Dawson began his video, which has been viewed more than 8 million times as of Sunday afternoon, by apologizing for his repeated use of blackface throughout the years.

[Note: The video below contains explicit language.]

“Blackface was something that I did a lot. … And there’s no excuse for it. There’s literally no excuse. I made a video six years ago talking about it, and I gave excuses, and it was wrong,” Dawson said. “But I didn’t do the work. I didn’t actually look into the history of it and why it’s so wrong and why people were so upset.”

He also apologized for jokes he made about pedophilia: “I would never talk about a child in any way that was inappropriate. That is disgusting. That is gross. It is not something I would ever do. It’s something I did for shock value or because I thought it was funny.”

He also attempted to atone for a number of other offensive comments, such as when he appeared on a podcast and openly discussed “figuratively murdering someone.” He admitted that he was discussing a specific “white woman … who was trying to explain to me why what I was making on the Internet was hurting people.”

“I’m so sorry that I was just so thoughtless about the things I was posting for so many years. I don’t know. I just wasn’t thinking. I thought, ‘Oh, I’m in a weird category where I can say whatever I want.’ And I did. And now it’s the biggest regret in my life,” he concluded. “I don’t have hate in my heart for anyone, but it doesn’t make up for the fact that I made jokes about everyone.”

Though he said he wanted “to own up to everything I’ve done on the Internet that has hurt people,” some feel Dawson still has more to answer for. After he posted “Taking Accountability,” a clip resurfaced online in which he pretends to masturbate while looking at a poster of an 11-year-old Willow Smith while yelling, “Oh, whip your hair back,” a reference to her hit song.

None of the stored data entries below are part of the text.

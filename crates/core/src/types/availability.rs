//! Weekly availability of a therapist.
//!
//! Availability is a fixed record of the seven weekdays, each holding an
//! ordered list of `HH:MM` time slots. It is persisted as a JSON object
//! with all seven keys (`mon`..`sun`) present.
//!
//! Validation rules:
//! - at most [`MAX_SLOTS_PER_DAY`] slots per day
//! - `start` and `end` are two digits, a colon and two digits
//! - `start < end` compared as strings (chronological for zero-padded times)
//!
//! Overlapping slots within a day are accepted.

use core::fmt;

use serde::{Deserialize, Serialize};

pub const MAX_SLOTS_PER_DAY: usize = 3;

/// Errors produced by [`Availability::validate`].
#[derive(thiserror::Error, Debug, Clone, PartialEq, Eq)]
pub enum AvailabilityError {
    #[error("{day}: at most {max} slots per day", max = MAX_SLOTS_PER_DAY)]
    TooManySlots { day: DayKey },
    #[error("{day}: invalid time {value:?}, expected HH:MM")]
    InvalidTime { day: DayKey, value: String },
    #[error("{day}: slot must start before it ends ({start} - {end})")]
    StartNotBeforeEnd {
        day: DayKey,
        start: String,
        end: String,
    },
}

impl AvailabilityError {
    /// The day the error refers to.
    #[must_use]
    pub const fn day(&self) -> DayKey {
        match self {
            Self::TooManySlots { day }
            | Self::InvalidTime { day, .. }
            | Self::StartNotBeforeEnd { day, .. } => *day,
        }
    }
}

#[derive(Debug, Clone, Copy, PartialEq, Eq, Hash, PartialOrd, Ord, Serialize, Deserialize)]
#[serde(rename_all = "lowercase")]
pub enum DayKey {
    Mon,
    Tue,
    Wed,
    Thu,
    Fri,
    Sat,
    Sun,
}

impl DayKey {
    pub const ALL: [Self; 7] = [
        Self::Mon,
        Self::Tue,
        Self::Wed,
        Self::Thu,
        Self::Fri,
        Self::Sat,
        Self::Sun,
    ];

    #[must_use]
    pub const fn as_str(self) -> &'static str {
        match self {
            Self::Mon => "mon",
            Self::Tue => "tue",
            Self::Wed => "wed",
            Self::Thu => "thu",
            Self::Fri => "fri",
            Self::Sat => "sat",
            Self::Sun => "sun",
        }
    }

    #[must_use]
    pub const fn label(self) -> &'static str {
        match self {
            Self::Mon => "Lunes",
            Self::Tue => "Martes",
            Self::Wed => "Miércoles",
            Self::Thu => "Jueves",
            Self::Fri => "Viernes",
            Self::Sat => "Sábado",
            Self::Sun => "Domingo",
        }
    }
}

impl fmt::Display for DayKey {
    fn fmt(&self, f: &mut fmt::Formatter<'_>) -> fmt::Result {
        f.write_str(self.as_str())
    }
}

/// One bookable interval, both ends as `HH:MM` strings.
#[derive(Debug, Clone, PartialEq, Eq, Serialize, Deserialize)]
pub struct TimeSlot {
    pub start: String,
    pub end: String,
}

impl TimeSlot {
    #[must_use]
    pub fn new(start: impl Into<String>, end: impl Into<String>) -> Self {
        Self {
            start: start.into(),
            end: end.into(),
        }
    }

    fn validate(&self, day: DayKey) -> Result<(), AvailabilityError> {
        for value in [&self.start, &self.end] {
            if !is_hh_mm(value) {
                return Err(AvailabilityError::InvalidTime {
                    day,
                    value: value.clone(),
                });
            }
        }
        if self.start >= self.end {
            return Err(AvailabilityError::StartNotBeforeEnd {
                day,
                start: self.start.clone(),
                end: self.end.clone(),
            });
        }
        Ok(())
    }
}

fn is_hh_mm(value: &str) -> bool {
    let bytes = value.as_bytes();
    bytes.len() == 5
        && bytes.iter().enumerate().all(|(i, b)| match i {
            2 => *b == b':',
            _ => b.is_ascii_digit(),
        })
}

/// Weekly slots keyed by day. Missing days deserialize as empty.
#[derive(Debug, Clone, PartialEq, Eq, Default, Serialize, Deserialize)]
#[serde(default)]
pub struct Availability {
    mon: Vec<TimeSlot>,
    tue: Vec<TimeSlot>,
    wed: Vec<TimeSlot>,
    thu: Vec<TimeSlot>,
    fri: Vec<TimeSlot>,
    sat: Vec<TimeSlot>,
    sun: Vec<TimeSlot>,
}

impl Availability {
    #[must_use]
    pub fn day(&self, day: DayKey) -> &[TimeSlot] {
        match day {
            DayKey::Mon => &self.mon,
            DayKey::Tue => &self.tue,
            DayKey::Wed => &self.wed,
            DayKey::Thu => &self.thu,
            DayKey::Fri => &self.fri,
            DayKey::Sat => &self.sat,
            DayKey::Sun => &self.sun,
        }
    }

    fn day_mut(&mut self, day: DayKey) -> &mut Vec<TimeSlot> {
        match day {
            DayKey::Mon => &mut self.mon,
            DayKey::Tue => &mut self.tue,
            DayKey::Wed => &mut self.wed,
            DayKey::Thu => &mut self.thu,
            DayKey::Fri => &mut self.fri,
            DayKey::Sat => &mut self.sat,
            DayKey::Sun => &mut self.sun,
        }
    }

    /// Replace the slots of one day. Call [`Availability::validate`] before persisting.
    pub fn set_day(&mut self, day: DayKey, slots: Vec<TimeSlot>) {
        *self.day_mut(day) = slots;
    }

    /// Days paired with their slots, `mon` first.
    pub fn iter(&self) -> impl Iterator<Item = (DayKey, &[TimeSlot])> {
        DayKey::ALL.into_iter().map(|d| (d, self.day(d)))
    }

    #[must_use]
    pub fn is_empty(&self) -> bool {
        self.iter().all(|(_, slots)| slots.is_empty())
    }

    /// Check every day against the slot rules, reporting the first failure.
    ///
    /// # Errors
    ///
    /// Returns the first [`AvailabilityError`] found, scanning `mon` to `sun`.
    pub fn validate(&self) -> Result<(), AvailabilityError> {
        for (day, slots) in self.iter() {
            if slots.len() > MAX_SLOTS_PER_DAY {
                return Err(AvailabilityError::TooManySlots { day });
            }
            for slot in slots {
                slot.validate(day)?;
            }
        }
        Ok(())
    }
}
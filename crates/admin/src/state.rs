//! Application state shared across handlers.

use std::sync::Arc;

use axum::extract::FromRef;
use axum_extra::extract::cookie::Key;
use psicofinders_core::AdminCredentialVerifier;
use secrecy::ExposeSecret;
use sha2::{Digest, Sha512};
use sqlx::PgPool;

use crate::config::AdminConfig;
use crate::db::RepositoryError;

/// Application state shared across all handlers.
///
/// This struct is cheaply cloneable via `Arc`.
#[derive(Clone)]
pub struct AppState {
    inner: Arc<AppStateInner>,
}

struct AppStateInner {
    config: AdminConfig,
    pool: Option<PgPool>,
    verifier: AdminCredentialVerifier,
    cookie_key: Key,
}

impl AppState {
    /// Create a new application state.
    #[must_use]
    pub fn new(config: AdminConfig, pool: Option<PgPool>) -> Self {
        let verifier = AdminCredentialVerifier::new(config.password_hash.clone());
        let digest = Sha512::digest(config.session_secret.expose_secret().as_bytes());
        let cookie_key = Key::from(digest.as_slice());

        Self {
            inner: Arc::new(AppStateInner {
                config,
                pool,
                verifier,
                cookie_key,
            }),
        }
    }

    #[must_use]
    pub fn config(&self) -> &AdminConfig {
        &self.inner.config
    }

    /// The database pool.
    ///
    /// # Errors
    ///
    /// Returns `RepositoryError::Unavailable` when no database is configured.
    pub fn pool(&self) -> Result<&PgPool, RepositoryError> {
        self.inner.pool.as_ref().ok_or(RepositoryError::Unavailable)
    }

    #[must_use]
    pub fn verifier(&self) -> &AdminCredentialVerifier {
        &self.inner.verifier
    }
}

impl FromRef<AppState> for Key {
    fn from_ref(state: &AppState) -> Self {
        state.inner.cookie_key.clone()
    }
}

“To Shane Dawson … I’m done with the excuses,” tweeted actress Jada Pinkett Smith, Willow’s mother, on Saturday.

“SHANE DAWSON I AM DISGUSTED BY YOU. YOU SEXUALIZING AN 11 YEAR OLD GIRL WHO HAPPENS TO BE MY SISTER!!!!!! IS THE FURTHEST THING FROM FUNNY AND NOT OKAY IN THE SLIGHTEST BIT,” tweeted her brother Jaden.

Dawson did not address this specific issue in his apology and has not publicly responded to the Smiths.

Dawson said he was “inspired” to make amends after watching a video posted by fellow YouTuber Jenna Marbles, calling it a “sign from the universe.”

Marbles, whose real name is Jenna Mourey, posted a video Thursday in which she apologized to her 20.3 million subscribers for her past offensive content — including wearing blackface in a video in which she was impersonating rapper Nicki Minaj and creating a rap song about Asians.

“I feel like we’re at a time where we are purging ourselves of anything and everything toxic,” Marbles said. “It was not my intention to do blackface. ... I do want to tell you how unbelievably sorry I am if I ever offended you by posting this video or by doing this impression and that that was never my intention. It’s not okay. It’s shameful. It’s awful. I wish it wasn’t part of my past.”

She also announced that she’s taking a hiatus from the platform.

“I’m literally just here to have a good time, and I don’t think I’m having a good time. And it seems like some other people aren’t having a good time. So for now, I just can’t exist on this channel,” Marbles said. “I don’t know how long it’s going to be. I just want to make sure the things I’m putting in the world aren’t hurting anyone … so I need to be done with this channel, for now or for forever.”

Dawson made no such promise in his own video, posted a day later, though he repeatedly stated throughout that he understands if his career is now over.